Waterfront property owners don’t have free rein with their shorelines, despite a recent court ruling that lowered Lake Coeur d’Alene’s official high water mark.
First District Court Judge Craig Kosonen ruled April 19 that the “ordinary and high water mark” of the lake is 2,121, not 2,128, as the state has claimed for years.
Just days after Kosonen made his ruling, Harrison residents watched workers dump fill dirt near the shoreline of the city-run campground.
Part of the campground washed away in the November and February floods, city officials said.
“We’re trying to get it back to where it was before November,” said Stan Kvern, chairman of the Harrison parks and recreation committee.
But as soon as they started work, state bureaucrats called and told them to stop.
The city is eligible for $51,000 of federal money for the flood damage, but the state Department of Lands warned the mayor that the city can’t use that money to replace lost shoreline.
“I assumed that if I didn’t place fill below 2,121, I didn’t need a permit from them,” said Mayor Dave LePard. “I’ve got plans to recover what I lost and armor it so it doesn’t happen again.”

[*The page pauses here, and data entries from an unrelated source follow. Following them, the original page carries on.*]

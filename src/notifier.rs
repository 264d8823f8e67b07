// SPDX-License-Identifier: AGPL-3.0-or-later
//
// Copyright (C) 2025 Daniel Negri
//
// This program is free software: you can redistribute it and/or modify
// it under the terms of the GNU Affero General Public License as published by
// the Free Software Foundation, either version 3 of the License, or
// (at your option) any later version.
//
// This program is distributed in the hope that it will be useful,
// but WITHOUT ANY WARRANTY; without even the implied warranty of
// MERCHANTABILITY or FITNESS FOR A PARTICULAR PURPOSE. See the
// GNU Affero General Public License for more details.
//
// You should have received a copy of the GNU Affero General Public License
// along with this program. If not, see <https://www.gnu.org/licenses/>.

//! Live delivery of card snapshots to viewers.
//!
//! Each customer with at least one viewer has a broadcast topic. Viewers of
//! the same customer share it; the topic is removed when the last
//! [`Subscription`] is dropped.
//!
//! Push delivery can be late, lost or switched off, so every subscription
//! also polls the store on a fixed interval. Push and poll feed the same
//! latest-known slot; whichever value arrives last wins, and the callback
//! only runs when the value changes.

use crate::base::UserId;
use crate::card::LoyaltyCard;
use crate::config::LedgerConfig;
use crate::store::LoyaltyStore;
use crate::LedgerError;
use dashmap::DashMap;
use dashmap::mapref::entry::Entry;
use parking_lot::Mutex;
use std::sync::Arc;
use std::time::Duration;
use tokio::runtime::Handle;
use tokio::sync::broadcast::{self, error::RecvError};
use tokio::task::JoinHandle;
use tokio::time::{self, MissedTickBehavior};
use tracing::{debug, warn};

/// Pending snapshots per topic before slow viewers start lagging.
const TOPIC_CAPACITY: usize = 16;

type Topics = DashMap<UserId, Topic>;

struct Topic {
    sender: broadcast::Sender<LoyaltyCard>,
    subscribers: usize,
}

impl Topic {
    fn new() -> Self {
        let (sender, _) = broadcast::channel(TOPIC_CAPACITY);
        Self {
            sender,
            subscribers: 0,
        }
    }
}

pub struct ChangeNotifier {
    store: Arc<dyn LoyaltyStore>,
    topics: Arc<Topics>,
    poll_interval: Duration,
    push_enabled: bool,
}

impl ChangeNotifier {
    pub fn new(store: Arc<dyn LoyaltyStore>, config: &LedgerConfig) -> Self {
        Self {
            store,
            topics: Arc::new(DashMap::new()),
            poll_interval: config.poll_interval(),
            push_enabled: config.push_enabled,
        }
    }

    /// Pushes a snapshot to the card owner's viewers, if any.
    pub fn publish(&self, card: &LoyaltyCard) {
        if !self.push_enabled {
            return;
        }
        if let Some(topic) = self.topics.get(&card.user_id) {
            // Fails only when every receiver is gone; polling covers it.
            let delivered = topic.sender.send(card.clone()).unwrap_or(0);
            debug!(user = %card.user_id, version = card.version, delivered, "card pushed");
        }
    }

    /// Starts delivering `user`'s card to `on_change`.
    ///
    /// The first poll runs immediately, so an existing card is delivered
    /// without waiting for a change.
    ///
    /// # Errors
    ///
    /// [`LedgerError::NoRuntime`] when called outside a Tokio runtime.
    pub fn subscribe<F>(&self, user: UserId, on_change: F) -> Result<Subscription, LedgerError>
    where
        F: FnMut(&LoyaltyCard) + Send + 'static,
    {
        let runtime = Handle::try_current().map_err(|_| LedgerError::NoRuntime)?;

        let receiver = {
            let mut topic = self.topics.entry(user).or_insert_with(Topic::new);
            topic.subscribers += 1;
            topic.sender.subscribe()
        };

        let latest = Arc::new(Mutex::new(None));
        let viewer = Viewer {
            user,
            latest: Arc::clone(&latest),
            on_change,
        };
        let push = self.push_enabled.then_some(receiver);
        let task = runtime.spawn(watch(
            viewer,
            Arc::clone(&self.store),
            push,
            self.poll_interval,
        ));

        debug!(%user, "viewer subscribed");
        Ok(Subscription {
            user,
            topics: Arc::clone(&self.topics),
            latest,
            task,
        })
    }

    /// Stops delivery and releases the subscription's resources.
    pub fn unsubscribe(&self, subscription: Subscription) {
        drop(subscription);
    }

    /// Live subscriptions for `user`.
    pub fn subscriber_count(&self, user: UserId) -> usize {
        self.topics.get(&user).map_or(0, |topic| topic.subscribers)
    }

    /// Customers with at least one live subscription.
    pub fn topic_count(&self) -> usize {
        self.topics.len()
    }
}

/// Handle of one viewer's subscription.
///
/// Dropping it stops the poll timer, detaches from the topic and removes
/// the topic if this was its last viewer.
pub struct Subscription {
    user: UserId,
    topics: Arc<Topics>,
    latest: Arc<Mutex<Option<LoyaltyCard>>>,
    task: JoinHandle<()>,
}

impl Subscription {
    pub fn user(&self) -> UserId {
        self.user
    }

    /// The last snapshot delivered to this viewer.
    pub fn latest(&self) -> Option<LoyaltyCard> {
        self.latest.lock().clone()
    }
}

impl Drop for Subscription {
    fn drop(&mut self) {
        self.task.abort();

        if let Entry::Occupied(mut topic) = self.topics.entry(self.user) {
            topic.get_mut().subscribers -= 1;
            if topic.get().subscribers == 0 {
                topic.remove();
                debug!(user = %self.user, "last viewer left, topic closed");
            }
        }
    }
}

/// The viewer's latest-known slot plus its callback.
struct Viewer<F> {
    user: UserId,
    latest: Arc<Mutex<Option<LoyaltyCard>>>,
    on_change: F,
}

impl<F: FnMut(&LoyaltyCard)> Viewer<F> {
    fn offer(&mut self, card: LoyaltyCard) {
        {
            let mut latest = self.latest.lock();
            if latest.as_ref() == Some(&card) {
                return;
            }
            *latest = Some(card.clone());
        }
        (self.on_change)(&card);
    }
}

async fn watch<F>(
    mut viewer: Viewer<F>,
    store: Arc<dyn LoyaltyStore>,
    mut push: Option<broadcast::Receiver<LoyaltyCard>>,
    poll_interval: Duration,
) where
    F: FnMut(&LoyaltyCard) + Send + 'static,
{
    let mut ticker = time::interval(poll_interval);
    ticker.set_missed_tick_behavior(MissedTickBehavior::Delay);

    loop {
        let mut closed = false;
        tokio::select! {
            received = next_push(&mut push) => match received {
                Ok(card) => viewer.offer(card),
                Err(RecvError::Lagged(skipped)) => {
                    debug!(user = %viewer.user, skipped, "viewer lagged, waiting for poll");
                }
                Err(RecvError::Closed) => closed = true,
            },
            _ = ticker.tick() => match store.card(viewer.user) {
                Ok(Some(card)) => viewer.offer(card),
                Ok(None) => {}
                Err(e) => warn!(user = %viewer.user, error = %e, "card poll failed"),
            },
        }
        if closed {
            debug!(user = %viewer.user, "push channel closed, polling only");
            push = None;
        }
    }
}

async fn next_push(
    push: &mut Option<broadcast::Receiver<LoyaltyCard>>,
) -> Result<LoyaltyCard, RecvError> {
    match push {
        Some(receiver) => receiver.recv().await,
        None => std::future::pending().await,
    }
}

State officials are concerned that Harrison officials aren’t the only people under the impression that they can dump fill material down to the new “ordinary and high water mark,” and possibly increase the amount of year-round usable waterfront land.
“We’re not going to issue permits to create more property,” said Jim Brady, a navigable water specialist with the Department of Lands.
“When it comes to erosion control, we are very sympathetic to loss, but we can’t allow individuals to reclaim land that has been eroded,” he said.
Anything that extends into the water - docks, seawalls, fences - must have state approval.
That means property owners can erect fences that extend below the 2,128 lake level, “as long as they take them up once the water comes up,” said Steve Schuster, deputy attorney general for the Department of Lands.
“We don’t feel that it (Kosonen’s ruling) somehow gives people license to fill the lake, or put docks out,” Schuster said. “The impact on the public would be the same. The public has the right to go where the water goes.”
Coeur d’Alene City attorney Jeff Jones said he cannot comment on what impact the decision could have on beaches within city limits until he can study the ruling in relation to the city’s shoreline ordinance.
Kosonen’s ruling is expected to have an impact on the Kidd Island Bay dredging project. Nearly the entire bed of the bay is platted and assessed by the county.
The proposed dredging prompted property owner Marvin Erickson to take the state to court in the first place. Erickson owns a small island in the bay that’s under the 2,128-foot level. The island was at risk of being dredged as a part of the project.
Now supporters of the dredging may need permission from all the bay’s property owners to go ahead with the project.
The situation on Lake Coeur d’Alene now is similar to that of Lake Pend Oreille, where the state regulates to an artificial high watermark, although individuals own to several feet below that mark.
While state officials claim the ruling essentially has changed nothing, Erickson’s attorney, John Magnuson, said it has “muddied the waters” when it comes to regulating lakeshore uses.